Curhat Dr Suyoto setelah Gagal di Putra Petir
Oleh Dahlan Iskan
jpnn.com - SEBAGAI pribadi, Dr Ir Suyoto Rais boleh dibilang sukses. Bahkan bisa masuk ke kelompok from zero to hero. Tapi, jiwanya lagi gundah: mengapa tidak bisa sepenuhnya mengabdi kepada ibu pertiwi?
Itulah pertanyaan besar dari dia untuk dirinya. Setiap hari. Terutama di tengah malam.
Maka dia pun curhat ke saya. Minggu lalu. Panjang lebar. ”Adakah peluang bagi saya untuk mengabdi di BUMN?” tanyanya. ”Agar tidak terus mengabdi ke perusahaan asing,” tambahnya.

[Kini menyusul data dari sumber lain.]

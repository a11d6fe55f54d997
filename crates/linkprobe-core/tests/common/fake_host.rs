//! Scripted probe host for integration tests.
//!
//! Every allocation succeeds and immediately reports one audio and one video
//! request for the new source. Playlist expansions answer from a table set up
//! by the test; unknown playlists fail.

use std::collections::HashMap;
use std::sync::atomic::{AtomicU64, Ordering};
use std::sync::{Arc, Mutex};

use linkprobe_core::host::{
    Expansion, HostCommand, HostEvent, PlaylistEntry, ProbeHost, ProbeSourceId,
};
use tokio::sync::mpsc::UnboundedSender;

pub struct FakeHost {
    events: UnboundedSender<HostEvent>,
    next_id: AtomicU64,
    playlists: Mutex<HashMap<String, Vec<PlaylistEntry>>>,
    log: Mutex<Vec<HostCommand>>,
}

pub fn audio_url(source: ProbeSourceId) -> String {
    format!(
        "https://rr1.googlevideo.com/videoplayback?src={}&mime=audio%2Fwebm&rbuf=0",
        source.0
    )
}

pub fn video_url(source: ProbeSourceId) -> String {
    format!(
        "https://rr1.googlevideo.com/videoplayback?src={}&mime=video%2Fmp4&rbuf=0",
        source.0
    )
}

impl FakeHost {
    pub fn new(events: UnboundedSender<HostEvent>) -> Arc<Self> {
        Arc::new(Self {
            events,
            next_id: AtomicU64::new(1),
            playlists: Mutex::new(HashMap::new()),
            log: Mutex::new(Vec::new()),
        })
    }

    /// Make `url` expand to `links`, titled "title <link>".
    pub fn with_playlist(&self, url: &str, links: &[&str]) {
        let entries = links
            .iter()
            .map(|l| PlaylistEntry {
                link: l.to_string(),
                title: format!("title {l}"),
            })
            .collect();
        self.playlists.lock().unwrap().insert(url.to_string(), entries);
    }

    pub fn commands(&self) -> Vec<HostCommand> {
        self.log.lock().unwrap().clone()
    }

    pub fn allocations(&self) -> usize {
        self.commands()
            .iter()
            .filter(|c| matches!(c, HostCommand::Allocate { .. }))
            .count()
    }

    pub fn releases(&self) -> usize {
        self.commands()
            .iter()
            .filter(|c| matches!(c, HostCommand::Release { .. }))
            .count()
    }
}

impl ProbeHost for FakeHost {
    fn allocate_probe_source(&self, link: &str) {
        self.log.lock().unwrap().push(HostCommand::Allocate {
            link: link.to_string(),
        });
        let source = ProbeSourceId(self.next_id.fetch_add(1, Ordering::Relaxed));
        let _ = self.events.send(HostEvent::ProbeAllocated {
            link: link.to_string(),
            result: Ok(source),
        });
        for url in [audio_url(source), video_url(source)] {
            let _ = self.events.send(HostEvent::RequestObserved { source, url });
        }
    }

    fn release_probe_source(&self, source: ProbeSourceId) {
        self.log
            .lock()
            .unwrap()
            .push(HostCommand::Release { source });
    }

    fn expand_playlist(&self, playlist: &str) {
        self.log.lock().unwrap().push(HostCommand::Expand {
            playlist: playlist.to_string(),
        });
        let result = match self.playlists.lock().unwrap().get(playlist) {
            Some(entries) => Ok(Expansion {
                entries: entries.clone(),
            }),
            None => Err("Failed to get playlist links".to_string()),
        };
        let _ = self.events.send(HostEvent::PlaylistExpanded {
            playlist: playlist.to_string(),
            result,
        });
    }
}
//! Host browser collaborator interface.
//!
//! The engine never talks to a browser directly. It emits [`HostCommand`]s
//! (allocate a probe tab, release it, expand a playlist page) and consumes
//! [`HostEvent`]s (allocation results, observed requests, expansion results)
//! from a single ordered channel. Hosts must send `ProbeAllocated` for a
//! source before any `RequestObserved` naming it.

pub mod chromium;

use std::fmt;

use thiserror::Error;

/// Identifier of a host-allocated probe source (a browser tab).
#[derive(Debug, Clone, Copy, PartialEq, Eq, Hash, PartialOrd, Ord)]
pub struct ProbeSourceId(pub u64);

impl fmt::Display for ProbeSourceId {
    fn fmt(&self, f: &mut fmt::Formatter<'_>) -> fmt::Result {
        write!(f, "probe#{}", self.0)
    }
}

/// One member of an expanded playlist.
#[derive(Debug, Clone, PartialEq, Eq)]
pub struct PlaylistEntry {
    pub link: String,
    pub title: String,
}

/// Result of scraping a playlist page.
#[derive(Debug, Clone, Default, PartialEq, Eq)]
pub struct Expansion {
    pub entries: Vec<PlaylistEntry>,
}

impl Expansion {
    /// Build from the parallel link/title arrays a page script reports.
    /// Missing titles become empty strings.
    pub fn from_parallel(links: Vec<String>, titles: Vec<Option<String>>) -> Self {
        let mut titles = titles.into_iter();
        let entries = links
            .into_iter()
            .map(|link| PlaylistEntry {
                link,
                title: titles.next().flatten().unwrap_or_default(),
            })
            .collect();
        Self { entries }
    }
}

/// Probe allocation failure reported by a host.
#[derive(Debug, Clone, PartialEq, Eq, Error)]
pub enum HostError {
    #[error("browser unavailable: {0}")]
    Unavailable(String),
    #[error("failed to open probe tab for {link}: {reason}")]
    Allocation { link: String, reason: String },
}

/// Events a host pushes back to the engine.
#[derive(Debug, Clone, PartialEq, Eq)]
pub enum HostEvent {
    ProbeAllocated {
        link: String,
        result: Result<ProbeSourceId, HostError>,
    },
    RequestObserved {
        source: ProbeSourceId,
        url: String,
    },
    PlaylistExpanded {
        playlist: String,
        /// `Err` carries the reason forwarded to the controller.
        result: Result<Expansion, String>,
    },
}

/// Host browser automation layer.
///
/// Every method returns immediately; outcomes arrive later as [`HostEvent`]s
/// on the channel the host was constructed with.
pub trait ProbeHost: Send + Sync {
    /// Open a probe source for `link` and start observing its requests.
    fn allocate_probe_source(&self, link: &str);
    /// Tear down a probe source. Unknown ids are ignored.
    fn release_probe_source(&self, source: ProbeSourceId);
    /// Navigate to a playlist page and report its member links and titles.
    fn expand_playlist(&self, playlist: &str);
}

/// Work the engine asks the host to perform.
#[derive(Debug, Clone, PartialEq, Eq)]
pub enum HostCommand {
    Allocate { link: String },
    Release { source: ProbeSourceId },
    Expand { playlist: String },
}

impl HostCommand {
    pub fn dispatch(&self, host: &dyn ProbeHost) {
        match self {
            HostCommand::Allocate { link } => host.allocate_probe_source(link),
            HostCommand::Release { source } => host.release_probe_source(*source),
            HostCommand::Expand { playlist } => host.expand_playlist(playlist),
        }
    }
}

Bahkan, niatnya untuk kembali ke tanah air itu sudah dia sampaikan sejak lama. Saat saya menggagas Putra Petir hampir lima tahun lalu. Ketika saya kurang merespons saat itu, dia seperti masygul. Itu tecermin dari beberapa artikelnya di sejumlah surat kabar saat itu. Dia sudah merasa mengemukakan konsep terbaiknya untuk pengembangan mobil listrik. Tapi kok tidak saya panggil. Pikirnya.
Dulu saya memang belum bisa menerima keinginannya itu. Biarlah satu orang dulu yang pulang: Ricky Elson. Kalaupun gagal agar hanya satu yang jadi ”korban”. Rasanya keputusan saya itu tepat. Program mobil listrik ternyata kurang lancar. Bahkan menyakitkan.
Seandainya saya mengabulkan permintaan Dr Suyoto saat itu, tentu rasa berdosa saya bisa berkepanjangan. Bisa sepanjang tali jagat. Sebab, karir Dr Suyoto setelah itu ternyata luar biasa meroket. Perusahaan-perusahaan Jepang terus memperebutkannya. Dengan tawaran jabatan tertinggi sekalipun. Tertinggi yang pernah dikenal di Jepang untuk orang Indonesia.
Kini, ketika Dr Suyoto curhat lagi soal kegelisahan jiwanya, saya justru memberi saran yang lebih tegas: jangan dulu. Tetap berkarir saja dulu di perusahaan asing.
”Pencapaian Anda saat ini,” kata saya kepadanya pekan lalu, ”sulit dicapai oleh siapa pun.”